## Provided data
++++++
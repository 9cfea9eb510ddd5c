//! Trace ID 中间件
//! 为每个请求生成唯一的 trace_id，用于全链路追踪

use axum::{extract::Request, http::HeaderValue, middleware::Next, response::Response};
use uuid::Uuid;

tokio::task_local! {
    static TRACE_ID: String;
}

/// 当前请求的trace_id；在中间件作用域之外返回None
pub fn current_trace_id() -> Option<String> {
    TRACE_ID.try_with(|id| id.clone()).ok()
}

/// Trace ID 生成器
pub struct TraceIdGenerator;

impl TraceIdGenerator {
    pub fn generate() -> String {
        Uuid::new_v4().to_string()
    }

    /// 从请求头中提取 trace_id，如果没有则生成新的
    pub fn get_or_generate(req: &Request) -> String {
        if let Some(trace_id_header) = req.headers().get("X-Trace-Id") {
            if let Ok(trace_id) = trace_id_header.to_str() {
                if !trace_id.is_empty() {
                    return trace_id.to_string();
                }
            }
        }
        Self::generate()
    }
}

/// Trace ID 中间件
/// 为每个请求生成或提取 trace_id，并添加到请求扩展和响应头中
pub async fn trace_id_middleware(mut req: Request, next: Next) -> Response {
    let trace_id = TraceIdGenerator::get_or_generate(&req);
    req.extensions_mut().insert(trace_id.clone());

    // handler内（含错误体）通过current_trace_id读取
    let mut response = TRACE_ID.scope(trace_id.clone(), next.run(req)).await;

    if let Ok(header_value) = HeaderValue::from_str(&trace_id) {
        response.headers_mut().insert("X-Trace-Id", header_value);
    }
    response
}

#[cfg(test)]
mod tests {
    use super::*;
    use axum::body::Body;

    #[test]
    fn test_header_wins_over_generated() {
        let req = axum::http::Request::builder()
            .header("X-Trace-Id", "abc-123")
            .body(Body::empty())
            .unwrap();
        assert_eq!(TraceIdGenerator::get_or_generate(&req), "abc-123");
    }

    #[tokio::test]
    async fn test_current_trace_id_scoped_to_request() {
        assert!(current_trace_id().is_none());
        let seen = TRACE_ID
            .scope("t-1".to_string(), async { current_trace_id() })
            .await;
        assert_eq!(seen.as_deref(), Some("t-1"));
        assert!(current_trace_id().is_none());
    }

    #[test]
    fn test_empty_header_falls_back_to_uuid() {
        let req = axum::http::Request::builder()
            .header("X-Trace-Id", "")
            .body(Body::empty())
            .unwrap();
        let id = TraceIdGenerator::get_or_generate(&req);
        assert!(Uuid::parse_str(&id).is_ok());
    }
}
++++++
## Description of the task
Filter the listing above, keeping only the lines with "axum".

## Finished task
use axum::{extract::Request, http::HeaderValue, middleware::Next, response::Response};
    use axum::body::Body;
        let req = axum::http::Request::builder()
        let req = axum::http::Request::builder()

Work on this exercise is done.